Rounded Corner Faceplate Door Latch
Rounded corner faceplate latches are quite popular. Door shops will most likely utilize a router jig to clear out the material throughout the crossbore (latch opening). Since they are utilizing router bit, the 4 corners are curved. Achieving this requires more time for the door shop, however in looks better within the door over a drive in latch. The bigger faceplate also helps to keep the latch steadily in position as it is held on by installing two fasteners, as opposed to the drive in latch can change in the crossbore if it's not tight enough.
Square Corner Faceplate Latches
Square corner faceplate latches are common on many high end door hardware manufacturers.
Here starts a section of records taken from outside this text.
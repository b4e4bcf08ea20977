use std::path::{Path, PathBuf};

pub const DATA_DIR_ENV: &str = "MYBULKER_DATA_DIR";

/// Platform-specific operations abstracted behind a common interface.
/// Each OS provides its own `NativePlatform` implementation so call sites
/// remain free of `#[cfg]` blocks.
pub trait Platform {
    /// Set restrictive *directory* permissions (0o700 on Unix, no-op on Windows).
    fn restrict_dir_permissions(path: &Path);

    /// Set restrictive *file* permissions (0o600 on Unix, no-op on Windows).
    fn restrict_file_permissions(path: &Path);

    /// Root data directory holding `config.toml` and the template store.
    /// Unix: `~/.mybulker`, Windows: `%APPDATA%\mybulker`.
    fn data_dir() -> PathBuf;
}

/// `MYBULKER_DATA_DIR` wins over the platform default when set.
pub fn resolve_data_dir(default: PathBuf) -> PathBuf {
    match std::env::var_os(DATA_DIR_ENV) {
        Some(dir) if !dir.is_empty() => PathBuf::from(dir),
        _ => default,
    }
}

#[cfg(unix)]
mod unix;
#[cfg(unix)]
pub use unix::NativePlatform;

#[cfg(windows)]
mod windows;
#[cfg(windows)]
pub use windows::NativePlatform;
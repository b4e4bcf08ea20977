pub mod api;
pub mod batch;
pub mod config;
pub mod instance;
pub mod task;
pub mod templates;
pub mod terminal;
pub mod watch;
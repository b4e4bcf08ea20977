use anyhow::Result;

use super::{CliContext, TEMPLATE_DB};
use crate::core::config::ClientConfig;
use crate::core::terminal::{GuideSection, print_success, print_warn};

pub fn run_config_command(ctx: &CliContext, args: &[String]) -> Result<()> {
    let sub_cmd = if args.len() > 2 { args[2].as_str() } else { "show" };
    match sub_cmd {
        "show" => {
            let c = &ctx.config;
            GuideSection::new("Client configuration")
                .status("api_url", &c.api_url)
                .status("poll_interval_ms", &c.poll_interval_ms.to_string())
                .status("max_poll_failures", &c.max_poll_failures.to_string())
                .status("request_timeout_secs", &c.request_timeout_secs.to_string())
                .status("page_size", &c.page_size.to_string())
                .status("log_level", &c.log_level)
                .blank()
                .status(
                    "config file",
                    &ClientConfig::path_in(&ctx.data_dir).display().to_string(),
                )
                .status(
                    "templates",
                    &ctx.data_dir.join(TEMPLATE_DB).display().to_string(),
                )
                .print();
            println!();
            Ok(())
        }
        "init" => {
            let path = ClientConfig::path_in(&ctx.data_dir);
            if path.exists() && !args.iter().any(|a| a == "--force") {
                print_warn(&format!(
                    "{} already exists (use --force to overwrite)",
                    path.display()
                ));
                return Ok(());
            }
            let written = ctx.config.save(&ctx.data_dir)?;
            print_success(&format!("Wrote {}", written.display()));
            Ok(())
        }
        "path" => {
            println!("{}", ctx.data_dir.display());
            Ok(())
        }
        _ => {
            GuideSection::new("mybulker config")
                .command("show", "Effective settings after file, environment and flags")
                .command("init", "Write config.toml with the effective settings (--force)")
                .command("path", "Print the data directory")
                .print();
            println!();
            Ok(())
        }
    }
}
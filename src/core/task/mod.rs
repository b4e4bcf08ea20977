pub mod aggregate;
pub mod create;
pub mod model;
pub mod results;
pub mod schema;
pub mod sql_split;
pub mod status;
pub mod transition;

#[cfg(test)]
mod tests;
use anyhow::{Context, Result, anyhow};

use super::CliContext;
use super::args::{parse_id, parse_positional_args, parse_string_flag};
use crate::core::task::sql_split::split_statements;
use crate::core::terminal::{GuideSection, Table, print_error, print_success};

/// Execution settings the backend accepts through `/api/configs`.
const SETTING_KEYS: &[&str] = &["max_conn", "concurrency", "query_timeout_sec"];

/// SQL from `--sql`, `--sql-file` or the first positional argument.
fn sql_from_args(args: &[String]) -> Result<String> {
    if let Some(sql) = parse_string_flag(args, 3, "--sql") {
        return Ok(sql);
    }
    if let Some(path) = parse_string_flag(args, 3, "--sql-file") {
        return std::fs::read_to_string(&path).with_context(|| format!("reading SQL from {}", path));
    }
    parse_positional_args(args, 3)
        .into_iter()
        .next()
        .ok_or_else(|| anyhow!("pass SQL as an argument, with --sql or with --sql-file"))
}

pub async fn run_sql_command(ctx: &CliContext, args: &[String]) -> Result<()> {
    let sub_cmd = if args.len() > 2 { args[2].as_str() } else { "" };
    match sub_cmd {
        "validate" | "check" => {
            let sql = sql_from_args(args)?;
            let result = ctx.client()?.validate_sql(&sql).await?;
            if result.valid {
                print_success("SQL is valid");
                Ok(())
            } else {
                let message = result.error.unwrap_or_else(|| "invalid SQL".to_string());
                print_error(&message);
                Err(anyhow!("SQL rejected by the server"))
            }
        }
        "split" => {
            let sql = sql_from_args(args)?;
            let statements = split_statements(&sql);
            if statements.is_empty() {
                return Err(anyhow!("no statements found"));
            }
            for (index, statement) in statements.iter().enumerate() {
                println!("-- statement {}\n{};\n", index + 1, statement);
            }
            Ok(())
        }
        _ => {
            GuideSection::new("mybulker sql")
                .command("validate", "Ask the server whether SQL parses")
                .command("split", "Show the statements a task would run")
                .blank()
                .hint("mybulker sql validate 'SELECT * FROM orders'", "")
                .hint("mybulker sql split --sql-file report.sql", "")
                .print();
            println!();
            Ok(())
        }
    }
}

pub async fn run_databases_command(ctx: &CliContext, args: &[String]) -> Result<()> {
    let raw = parse_string_flag(args, 2, "--instance")
        .or_else(|| parse_positional_args(args, 2).into_iter().next())
        .ok_or_else(|| anyhow!("Usage: mybulker databases --instance <instance_id>"))?;
    let instance_id = parse_id(&raw, "instance id")?;
    let dbs = ctx.client()?.list_databases(instance_id).await?;
    if dbs.is_empty() {
        println!("No synced databases for instance {}.", instance_id);
        return Ok(());
    }
    let mut table = Table::new(["ID", "NAME", "INSTANCE", "TARGET"]);
    for db in &dbs {
        let target = db.as_target();
        table.row(vec![
            db.id.to_string(),
            db.name.clone(),
            target.label(),
            format!("{}:{}", target.instance_id, target.database_name),
        ]);
    }
    table.print();
    println!("\n{} database(s)", dbs.len());
    Ok(())
}

pub async fn run_settings_command(ctx: &CliContext, args: &[String]) -> Result<()> {
    let sub_cmd = if args.len() > 2 { args[2].as_str() } else { "" };
    let positional = parse_positional_args(args, 3);
    match sub_cmd {
        "get" => {
            let client = ctx.client()?;
            let keys: Vec<String> = if positional.is_empty() {
                SETTING_KEYS.iter().map(|k| k.to_string()).collect()
            } else {
                positional
            };
            let mut section = GuideSection::new("Execution settings");
            for key in keys {
                let entry = client.get_config(&key).await?;
                section = section.status(&entry.c_key, &entry.c_value);
            }
            section.print();
            println!();
            Ok(())
        }
        "set" => {
            let [key, value, ..] = positional.as_slice() else {
                return Err(anyhow!("Usage: mybulker settings set <key> <value>"));
            };
            if !SETTING_KEYS.contains(&key.as_str()) {
                return Err(anyhow!(
                    "unknown setting '{}'; expected one of {}",
                    key,
                    SETTING_KEYS.join(", ")
                ));
            }
            if value.trim().parse::<u64>().is_err() {
                return Err(anyhow!("setting '{}' expects a whole number", key));
            }
            let message = ctx.client()?.set_config(key, value.trim()).await?;
            print_success(&format!("{} = {} ({})", key, value.trim(), message));
            Ok(())
        }
        _ => {
            GuideSection::new("mybulker settings")
                .command("get [key]...", "Read execution settings")
                .command("set <key> <value>", "Change an execution setting")
                .blank()
                .text(&format!("Keys: {}", SETTING_KEYS.join(", ")))
                .print();
            println!();
            Ok(())
        }
    }
}
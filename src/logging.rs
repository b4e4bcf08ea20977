use std::fs::{File, OpenOptions};
use std::io::Write;
use std::path::Path;
use std::str::FromStr;
use std::sync::{Arc, Mutex};

use anyhow::{Context, Result};
use tracing::Level;
use tracing_subscriber::FmtSubscriber;
use tracing_subscriber::fmt::MakeWriter;

/// Sends log lines to stderr so command output on stdout stays parseable,
/// optionally mirroring them into a log file.
#[derive(Clone)]
pub(crate) struct StderrMakeWriter {
    pub file: Option<Arc<Mutex<File>>>,
}

impl<'a> MakeWriter<'a> for StderrMakeWriter {
    type Writer = StderrWriter;

    fn make_writer(&'a self) -> Self::Writer {
        StderrWriter {
            file: self.file.clone(),
        }
    }
}

pub(crate) struct StderrWriter {
    file: Option<Arc<Mutex<File>>>,
}

impl Write for StderrWriter {
    fn write(&mut self, buf: &[u8]) -> std::io::Result<usize> {
        if let Some(file) = &self.file {
            let mut file = file.lock().unwrap_or_else(|e| e.into_inner());
            let _ = file.write_all(buf);
        }
        std::io::stderr().write_all(buf)?;
        Ok(buf.len())
    }

    fn flush(&mut self) -> std::io::Result<()> {
        if let Some(file) = &self.file {
            let _ = file.lock().unwrap_or_else(|e| e.into_inner()).flush();
        }
        std::io::stderr().flush()
    }
}

/// `--verbose` forces debug; otherwise the configured level, falling back to warn.
pub(crate) fn resolve_level(configured: &str, verbose: bool) -> Level {
    if verbose {
        return Level::DEBUG;
    }
    Level::from_str(configured.trim()).unwrap_or(Level::WARN)
}

pub(crate) fn init(level: Level, log_file: Option<&Path>) -> Result<()> {
    let file = match log_file {
        Some(path) => {
            let file = OpenOptions::new()
                .create(true)
                .append(true)
                .open(path)
                .with_context(|| format!("opening log file {}", path.display()))?;
            Some(Arc::new(Mutex::new(file)))
        }
        None => None,
    };

    let subscriber = FmtSubscriber::builder()
        .with_max_level(level)
        .with_target(false)
        .with_writer(StderrMakeWriter { file })
        .finish();
    tracing::subscriber::set_global_default(subscriber).ok();
    Ok(())
}

#[cfg(test)]
mod tests {
    use super::resolve_level;
    use tracing::Level;

    #[test]
    fn verbose_overrides_configured_level() {
        assert_eq!(resolve_level("error", true), Level::DEBUG);
        assert_eq!(resolve_level("info", false), Level::INFO);
        assert_eq!(resolve_level("chatty", false), Level::WARN);
    }
}
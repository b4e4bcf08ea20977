use std::path::PathBuf;

use anyhow::{Context, Result, anyhow};
use console::style;

use super::CliContext;
use super::args::{
    has_flag, parse_filter, parse_id, parse_positional_args, parse_repeated_flag, parse_sort,
    parse_string_flag, parse_u32_flag,
};
use crate::core::task::results::{ResultQuery, export_file_name};
use crate::core::task::schema::visible_columns;
use crate::core::terminal::{GuideSection, Table, print_info, print_success, truncate};

pub async fn run_results_command(ctx: &CliContext, args: &[String]) -> Result<()> {
    let sub_cmd = if args.len() > 2 { args[2].as_str() } else { "" };
    match sub_cmd {
        "show" | "get" => show_results(ctx, args).await,
        "export" => export_results(ctx, args).await,
        _ => {
            GuideSection::new("mybulker results")
                .command("show <task> <sql>", "One page of a statement's merged results")
                .command("export <task> <sql>", "Save the server's CSV (--out <file>, --url-only)")
                .blank()
                .text("--page <n>  --page-size <n>  --sort <col>[:asc|:desc]")
                .text("--filter <col>=<value> (repeatable)  --instance <id>  --database <name>")
                .blank()
                .hint("mybulker results show 12 40 --filter city=Berlin --sort amount:desc", "")
                .print();
            println!();
            Ok(())
        }
    }
}

fn task_and_sql(args: &[String], usage: &str) -> Result<(u64, u64)> {
    let positional = parse_positional_args(args, 3);
    match positional.as_slice() {
        [task, sql, ..] => Ok((parse_id(task, "task id")?, parse_id(sql, "sql id")?)),
        _ => Err(anyhow!("Usage: mybulker {}", usage)),
    }
}

pub(crate) fn result_query_from_flags(
    args: &[String],
    start: usize,
    default_page_size: u32,
) -> Result<ResultQuery> {
    let page = parse_u32_flag(args, start, "--page")?.unwrap_or(1);
    let page_size = parse_u32_flag(args, start, "--page-size")?.unwrap_or(default_page_size);
    let mut query = ResultQuery::new(page, page_size);
    for raw in parse_repeated_flag(args, start, "--filter") {
        let (column, value) = parse_filter(&raw)?;
        query = query.with_filter(column, value);
    }
    if let Some(raw) = parse_string_flag(args, start, "--sort") {
        let (column, direction) = parse_sort(&raw)?;
        query = query.sorted_by(column, direction);
    }
    let instance_id = match parse_string_flag(args, start, "--instance") {
        Some(raw) => Some(parse_id(&raw, "instance id")?),
        None => None,
    };
    Ok(query.scoped_to(instance_id, parse_string_flag(args, start, "--database")))
}

async fn show_results(ctx: &CliContext, args: &[String]) -> Result<()> {
    let (task_id, sql_id) = task_and_sql(args, "results show <task_id> <sql_id>")?;
    let query = result_query_from_flags(args, 3, ctx.config.page_size)?;
    let client = ctx.client()?;
    let (sqls, page) = tokio::try_join!(client.task_sqls(task_id), client.sql_results(sql_id, &query))?;
    let sql = sqls
        .iter()
        .find(|sql| sql.id == sql_id)
        .ok_or_else(|| anyhow!("task #{} has no statement with id {}", task_id, sql_id))?;

    if has_flag(args, 3, &["--json"]) {
        println!("{}", serde_json::to_string_pretty(&page.items)?);
        return Ok(());
    }

    // the page's own schema wins; the statement's stored schema is the fallback
    let schema = page
        .schema
        .as_deref()
        .filter(|s| !s.trim().is_empty())
        .unwrap_or(&sql.result_table_schema);
    let columns = visible_columns(schema);

    println!(
        "{} {}\n",
        style(format!("SQL #{}", sql.sql_order)).bold(),
        style(truncate(&sql.sql_content, 80)).dim()
    );
    if columns.is_empty() {
        print_info("No result columns available for this statement (try --json).");
    } else if page.items.is_empty() {
        println!("No rows.");
    } else {
        let mut table = Table::new(columns.iter().map(|c| c.title.clone()));
        for row in &page.items {
            table.row(columns.iter().map(|c| truncate(&c.cell(row), 40)).collect());
        }
        table.print();
    }

    let pages = page.total.div_ceil(u64::from(query.page_size)).max(1);
    println!(
        "\n{}",
        style(format!(
            "page {} of {} ({} rows)",
            query.page, pages, page.total
        ))
        .dim()
    );
    Ok(())
}

async fn export_results(ctx: &CliContext, args: &[String]) -> Result<()> {
    let (task_id, sql_id) = task_and_sql(args, "results export <task_id> <sql_id>")?;
    let query = result_query_from_flags(args, 3, ctx.config.page_size)?;
    let client = ctx.client()?;

    if has_flag(args, 3, &["--url-only"]) {
        println!("{}", client.export_url(sql_id, &query)?);
        return Ok(());
    }

    let out = parse_string_flag(args, 3, "--out")
        .map(PathBuf::from)
        .unwrap_or_else(|| PathBuf::from(export_file_name(task_id, sql_id)));
    let partial = out.with_extension("csv.part");
    let mut file = tokio::fs::File::create(&partial)
        .await
        .with_context(|| format!("creating {}", partial.display()))?;

    let written = match client.download_export(sql_id, &query, &mut file).await {
        Ok(written) => written,
        Err(e) => {
            drop(file);
            let _ = tokio::fs::remove_file(&partial).await;
            return Err(e.into());
        }
    };
    drop(file);
    tokio::fs::rename(&partial, &out)
        .await
        .with_context(|| format!("moving export to {}", out.display()))?;
    print_success(&format!("Exported {} bytes to {}", written, out.display()));
    Ok(())
}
These are typically mounted that old school way utilizing a good razor-sharp chisel and hammer. If performed correctly, a good square corner faceplate latch chiseled meticulously as well as at the optimal depth seems to be the most beneficial. In case you have rounded corner faceplates it is possible to exchange these with square corner by chiseling from the 4 corners, however they generally seem the best when you are starting from scratch, as opposed to retro-fitting.